Children cost a lot of money and are a lot of work. Your husband has now seen how much work it is and has said that he is not ready to go through all that work again. Unless you are committed to raising your second child mostly by yourself and hiring out childcare help and making enough income to support that childcare help, you can't really force him to accept the cost and work that having another child will make. I know that you want it and as someone who has two children, I definitely understand your emotions, but you can't commit someone to that for 20+ years of his life against his will.

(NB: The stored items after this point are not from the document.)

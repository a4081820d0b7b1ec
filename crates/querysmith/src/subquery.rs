//! Locating nested `SELECT` statements.

use crate::kind::StatementKind;
use crate::quote::{skip_backticked, skip_quoted};
use crate::scan::{find_keyword, matching_paren, starts_with_keyword};

/// A nested `SELECT` found in rendered statement text.
#[derive(Debug, Clone, PartialEq, Eq)]
pub struct SubqueryRef {
    /// 1-based position in document order.
    pub index: usize,
    /// Byte offset where the subquery starts (its `(` when parenthesized).
    pub start: usize,
    /// Byte offset just past the subquery (its `)` when parenthesized).
    pub end: usize,
    /// The subquery text, without surrounding parentheses.
    pub text: String,
}

/// Find every nested `SELECT` in `sql`, in order of appearance.
///
/// Parenthesized selects are found at any depth. For an insert, the trailing
/// `INSERT ... SELECT` source counts as a subquery too.
pub(crate) fn locate(sql: &str, kind: StatementKind) -> Vec<SubqueryRef> {
    let bytes = sql.as_bytes();
    let mut spans: Vec<(usize, usize, &str)> = Vec::new();
    let mut pos = 0;

    while pos < bytes.len() {
        match bytes[pos] {
            b'\'' | b'"' => pos = skip_quoted(bytes, pos),
            b'`' => pos = skip_backticked(bytes, pos),
            b'(' => {
                if starts_with_keyword(&sql[pos + 1..], "SELECT") {
                    if let Some(close) = matching_paren(sql, pos) {
                        spans.push((pos, close + 1, sql[pos + 1..close].trim()));
                    }
                }
                pos += 1;
            }
            _ => pos += 1,
        }
    }

    if kind == StatementKind::Insert {
        if let Some((start, _)) = find_keyword(sql, 1, "SELECT") {
            let end = find_keyword(sql, start, "ON DUPLICATE KEY UPDATE")
                .map_or(sql.len(), |(kw_start, _)| kw_start);
            spans.push((start, end, sql[start..end].trim()));
        }
    }

    spans.sort_by_key(|&(start, _, _)| start);
    spans
        .into_iter()
        .enumerate()
        .map(|(i, (start, end, text))| SubqueryRef {
            index: i + 1,
            start,
            end,
            text: text.to_string(),
        })
        .collect()
}
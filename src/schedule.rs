//! Parameter schedule resolution.
//!
//! Normalizes the scalar-or-array stretch and pitch parameters into
//! validated schedules, and builds the monotone output-to-input time map
//! that drives frame placement. All validation happens here, before any
//! audio is touched.

use serde::{Deserialize, Serialize};

use crate::error::StretchError;

/// Largest pitch shift accepted, in semitones (inclusive bound).
pub const MAX_PITCH_SHIFT_SEMITONES: f64 = 72.0;

/// Hard cap on resolved output samples per channel. Schedules that resolve
/// beyond this become an error instead of an allocation abort.
pub(crate) const MAX_OUTPUT_SAMPLES: f64 = (1u64 << 31) as f64;

/// A parameter that is either constant over the whole buffer or varies per
/// input sample.
///
/// Per-sample sequences must have exactly one value per input sample.
/// Values are `f64`; sample data stays `f32`.
#[derive(Debug, Clone, PartialEq, Serialize, Deserialize)]
pub enum Schedule {
    /// One value applied uniformly.
    Constant(f64),
    /// One value per input sample.
    PerSample(Vec<f64>),
}

impl From<f64> for Schedule {
    fn from(value: f64) -> Self {
        Schedule::Constant(value)
    }
}

impl From<f32> for Schedule {
    fn from(value: f32) -> Self {
        Schedule::Constant(f64::from(value))
    }
}

impl From<Vec<f64>> for Schedule {
    fn from(values: Vec<f64>) -> Self {
        Schedule::PerSample(values)
    }
}

impl From<&[f64]> for Schedule {
    fn from(values: &[f64]) -> Self {
        Schedule::PerSample(values.to_vec())
    }
}

impl Schedule {
    /// Checks a per-sample schedule against the input length.
    fn check_shape(&self, param: &'static str, num_samples: usize) -> Result<(), StretchError> {
        if let Schedule::PerSample(values) = self {
            if values.len() != num_samples {
                return Err(StretchError::ShapeMismatch {
                    param,
                    expected: num_samples,
                    actual: values.len(),
                });
            }
        }
        Ok(())
    }

    /// Fails on the first element rejected by `accept`. Constants report
    /// index 0.
    fn check_values(
        &self,
        param: &'static str,
        accept: impl Fn(f64) -> bool,
    ) -> Result<(), StretchError> {
        match self {
            Schedule::Constant(value) => {
                if !accept(*value) {
                    return Err(StretchError::InvalidParameter {
                        param,
                        index: 0,
                        value: *value,
                    });
                }
            }
            Schedule::PerSample(values) => {
                for (index, &value) in values.iter().enumerate() {
                    if !accept(value) {
                        return Err(StretchError::InvalidParameter {
                            param,
                            index,
                            value,
                        });
                    }
                }
            }
        }
        Ok(())
    }

    /// Value at an input sample index; indexes past the end clamp to the
    /// last element.
    pub(crate) fn value_at(&self, index: usize) -> f64 {
        match self {
            Schedule::Constant(value) => *value,
            Schedule::PerSample(values) => match values.get(index) {
                Some(&v) => v,
                None => values.last().copied().unwrap_or(0.0),
            },
        }
    }

    /// `Some(value)` when the schedule is effectively constant.
    fn uniform_value(&self) -> Option<f64> {
        match self {
            Schedule::Constant(value) => Some(*value),
            Schedule::PerSample(values) => {
                let first = *values.first()?;
                values.iter().all(|&v| v == first).then_some(first)
            }
        }
    }

    /// True when every value equals `value` (used for fast-path detection).
    pub(crate) fn is_always(&self, value: f64) -> bool {
        self.uniform_value() == Some(value)
    }
}

/// Monotone map from output sample positions back to input positions.
#[derive(Debug, Clone)]
pub(crate) enum TimeMap {
    /// Uniform stretch: input position is `output_pos * stretch`.
    Constant { stretch: f64, output_len: usize },
    /// `cumulative[k]` is the output position reached after consuming the
    /// first `k` input samples (cumulative sum of `1 / s(t)`).
    Varying {
        cumulative: Vec<f64>,
        output_len: usize,
    },
}

impl TimeMap {
    /// Exact output length in samples.
    pub(crate) fn output_len(&self) -> usize {
        match self {
            TimeMap::Constant { output_len, .. } | TimeMap::Varying { output_len, .. } => {
                *output_len
            }
        }
    }

    /// Input position (fractional samples) corresponding to an output
    /// position. Clamped to `[0, num_input_samples]`.
    pub(crate) fn input_position(&self, output_pos: f64) -> f64 {
        match self {
            TimeMap::Constant { stretch, .. } => (output_pos * stretch).max(0.0),
            TimeMap::Varying { cumulative, .. } => {
                let n = cumulative.len() - 1;
                if output_pos <= 0.0 {
                    return 0.0;
                }
                if output_pos >= cumulative[n] {
                    return n as f64;
                }
                // First index whose cumulative position exceeds the target,
                // then interpolate inside that input sample.
                let k = cumulative.partition_point(|&c| c <= output_pos) - 1;
                let span = cumulative[k + 1] - cumulative[k];
                if span <= f64::EPSILON {
                    k as f64
                } else {
                    k as f64 + (output_pos - cumulative[k]) / span
                }
            }
        }
    }
}

/// Validated schedules plus the resolved time map for one call.
#[derive(Debug, Clone)]
pub(crate) struct ResolvedSchedules {
    pub stretch: Schedule,
    pub pitch: Schedule,
    pub time_map: TimeMap,
}

/// Validates both schedules against the input and builds the time map.
///
/// Validation order: shape first, then stretch positivity, then the pitch
/// range. The first offending element wins.
pub(crate) fn resolve(
    stretch: &Schedule,
    pitch: &Schedule,
    num_samples: usize,
) -> Result<ResolvedSchedules, StretchError> {
    stretch.check_shape("stretch_factor", num_samples)?;
    pitch.check_shape("pitch_shift_in_semitones", num_samples)?;

    stretch.check_values("stretch_factor", |v| v.is_finite() && v > 0.0)?;
    pitch.check_values("pitch_shift_in_semitones", |v| {
        v.is_finite() && v.abs() <= MAX_PITCH_SHIFT_SEMITONES
    })?;

    let time_map = build_time_map(stretch, num_samples)?;

    Ok(ResolvedSchedules {
        stretch: stretch.clone(),
        pitch: pitch.clone(),
        time_map,
    })
}

fn build_time_map(stretch: &Schedule, num_samples: usize) -> Result<TimeMap, StretchError> {
    if num_samples == 0 {
        return Ok(TimeMap::Constant {
            stretch: 1.0,
            output_len: 0,
        });
    }

    // A uniform per-sample array collapses to the constant case so both
    // spellings resolve to the same output length.
    if let Some(s) = stretch.uniform_value() {
        let output_len = checked_output_len(num_samples as f64 / s)?;
        return Ok(TimeMap::Constant {
            stretch: s,
            output_len,
        });
    }

    let mut cumulative = Vec::with_capacity(num_samples + 1);
    let mut acc = 0.0f64;
    cumulative.push(0.0);
    if let Schedule::PerSample(values) = stretch {
        for &s in values {
            acc += 1.0 / s;
            cumulative.push(acc);
        }
    }
    let output_len = checked_output_len(acc)?;
    Ok(TimeMap::Varying {
        cumulative,
        output_len,
    })
}

fn checked_output_len(total: f64) -> Result<usize, StretchError> {
    if !total.is_finite() || total < 0.0 {
        return Err(StretchError::Internal(format!(
            "resolved output length is not representable ({total})"
        )));
    }
    if total > MAX_OUTPUT_SAMPLES {
        return Err(StretchError::Internal(format!(
            "resolved output length {} exceeds the supported maximum {}",
            total, MAX_OUTPUT_SAMPLES as u64
        )));
    }
    Ok(total.floor() as usize)
}

#[cfg(test)]
mod tests {
    use super::*;

    fn resolve_stretch(stretch: Schedule, n: usize) -> Result<ResolvedSchedules, StretchError> {
        resolve(&stretch, &Schedule::Constant(0.0), n)
    }

    #[test]
    fn test_shape_mismatch_reports_lengths() {
        let err = resolve_stretch(Schedule::PerSample(vec![1.0; 11]), 10).unwrap_err();
        assert_eq!(
            err,
            StretchError::ShapeMismatch {
                param: "stretch_factor",
                expected: 10,
                actual: 11,
            }
        );
    }

    #[test]
    fn test_pitch_shape_mismatch_mentions_buffer() {
        let err = resolve(
            &Schedule::Constant(1.0),
            &Schedule::PerSample(vec![0.0; 11]),
            10,
        )
        .unwrap_err();
        assert!(err.to_string().contains("buffer"));
    }

    #[test]
    fn test_stretch_zero_fails_with_index_and_value() {
        let err = resolve_stretch(Schedule::PerSample(vec![0.0; 10]), 10).unwrap_err();
        assert!(
            err.to_string().contains("element at index 0 was 0"),
            "got: {err}"
        );
    }

    #[test]
    fn test_stretch_reports_first_offender() {
        let err =
            resolve_stretch(Schedule::PerSample(vec![1.0, 1.0, -0.5, 0.0]), 4).unwrap_err();
        assert_eq!(
            err,
            StretchError::InvalidParameter {
                param: "stretch_factor",
                index: 2,
                value: -0.5,
            }
        );
    }

    #[test]
    fn test_non_finite_stretch_fails() {
        assert!(resolve_stretch(Schedule::Constant(f64::NAN), 4).is_err());
        assert!(resolve_stretch(Schedule::Constant(f64::INFINITY), 4).is_err());
    }

    #[test]
    fn test_pitch_73_fails_with_message() {
        let err = resolve(
            &Schedule::Constant(1.0),
            &Schedule::PerSample(vec![73.0; 10]),
            10,
        )
        .unwrap_err();
        assert!(
            err.to_string().contains("element at index 0 was 73"),
            "got: {err}"
        );
    }

    #[test]
    fn test_pitch_bound_is_inclusive() {
        assert!(resolve(&Schedule::Constant(1.0), &Schedule::Constant(72.0), 4).is_ok());
        assert!(resolve(&Schedule::Constant(1.0), &Schedule::Constant(-72.0), 4).is_ok());
        assert!(resolve(&Schedule::Constant(1.0), &Schedule::Constant(72.5), 4).is_err());
        assert!(resolve(&Schedule::Constant(1.0), &Schedule::Constant(-73.0), 4).is_err());
    }

    #[test]
    fn test_constant_output_length_floors() {
        let r = resolve_stretch(Schedule::Constant(3.0), 10).unwrap();
        assert_eq!(r.time_map.output_len(), 3);

        let r = resolve_stretch(Schedule::Constant(0.75), 44100).unwrap();
        assert_eq!(r.time_map.output_len(), 58800);

        // 44100 / 0.1 lands just below 441000 in IEEE arithmetic; the floor
        // must follow the arithmetic, not the algebra.
        let r = resolve_stretch(Schedule::Constant(0.1), 44100).unwrap();
        assert_eq!(
            r.time_map.output_len(),
            (44100f64 / 0.1).floor() as usize
        );
    }

    #[test]
    fn test_uniform_array_matches_constant() {
        let constant = resolve_stretch(Schedule::Constant(0.75), 1000).unwrap();
        let array = resolve_stretch(Schedule::PerSample(vec![0.75; 1000]), 1000).unwrap();
        assert_eq!(
            constant.time_map.output_len(),
            array.time_map.output_len()
        );
    }

    #[test]
    fn test_varying_map_positions() {
        // 1/s contributions: 1, 1, 0.5, 0.5 -> cumulative [0, 1, 2, 2.5, 3]
        let r = resolve_stretch(Schedule::PerSample(vec![1.0, 1.0, 2.0, 2.0]), 4).unwrap();
        assert_eq!(r.time_map.output_len(), 3);
        assert!((r.time_map.input_position(0.0) - 0.0).abs() < 1e-12);
        assert!((r.time_map.input_position(1.0) - 1.0).abs() < 1e-12);
        assert!((r.time_map.input_position(2.25) - 2.5).abs() < 1e-12);
        // Past the end clamps to the input length.
        assert!((r.time_map.input_position(10.0) - 4.0).abs() < 1e-12);
    }

    #[test]
    fn test_constant_map_positions() {
        let r = resolve_stretch(Schedule::Constant(0.5), 100).unwrap();
        assert_eq!(r.time_map.output_len(), 200);
        assert!((r.time_map.input_position(10.0) - 5.0).abs() < 1e-12);
    }

    #[test]
    fn test_empty_input_resolves_to_empty_output() {
        let r = resolve_stretch(Schedule::Constant(0.5), 0).unwrap();
        assert_eq!(r.time_map.output_len(), 0);
        let r = resolve_stretch(Schedule::PerSample(vec![]), 0).unwrap();
        assert_eq!(r.time_map.output_len(), 0);
    }

    #[test]
    fn test_absurd_stretch_is_an_internal_fault() {
        let err = resolve_stretch(Schedule::Constant(1e-12), 1_000_000).unwrap_err();
        assert!(matches!(err, StretchError::Internal(_)));
    }

    #[test]
    fn test_value_at_clamps() {
        let s = Schedule::PerSample(vec![1.0, 2.0, 3.0]);
        assert_eq!(s.value_at(1), 2.0);
        assert_eq!(s.value_at(99), 3.0);
        let c = Schedule::Constant(5.0);
        assert_eq!(c.value_at(99), 5.0);
    }

    #[test]
    fn test_is_always() {
        assert!(Schedule::Constant(1.0).is_always(1.0));
        assert!(Schedule::PerSample(vec![0.0; 5]).is_always(0.0));
        assert!(!Schedule::PerSample(vec![0.0, 0.1]).is_always(0.0));
    }

    #[test]
    fn test_from_conversions() {
        assert_eq!(Schedule::from(2.0f64), Schedule::Constant(2.0));
        assert_eq!(Schedule::from(2.0f32), Schedule::Constant(2.0));
        assert_eq!(
            Schedule::from(vec![1.0, 2.0]),
            Schedule::PerSample(vec![1.0, 2.0])
        );
    }
}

It will be less expensive and a lot more reliable for you to get a decent life insurance policy on your husband and get a long term care (LTC) insurance policy for yourself so that if you do need elder care when you are older, you have resources in place to get you the help that you'll need. We have two kids but we still have auxiliary life insurance beyond the life insurance that our employers each provide us and we have LTC care for both of us. We made sure that the life insurance policies we had were enough to pay off the outstanding mortgage on both of our houses so that if one of us passed, they would not have to worry about the houses. Each of us makes enough money individually to cover living expenses if you take the mortgages out of the picture, so we did that. And we have the LTC policies so that if either of us has a health issue, it will not cripple the family financially. The policies will help cover either in home aides or rehabilitation/nursing facility care for us. Again, the intent was to ensure that it did not financially cripple our family and did not place the burden on the spouse or the children to care for the one with the health crisis.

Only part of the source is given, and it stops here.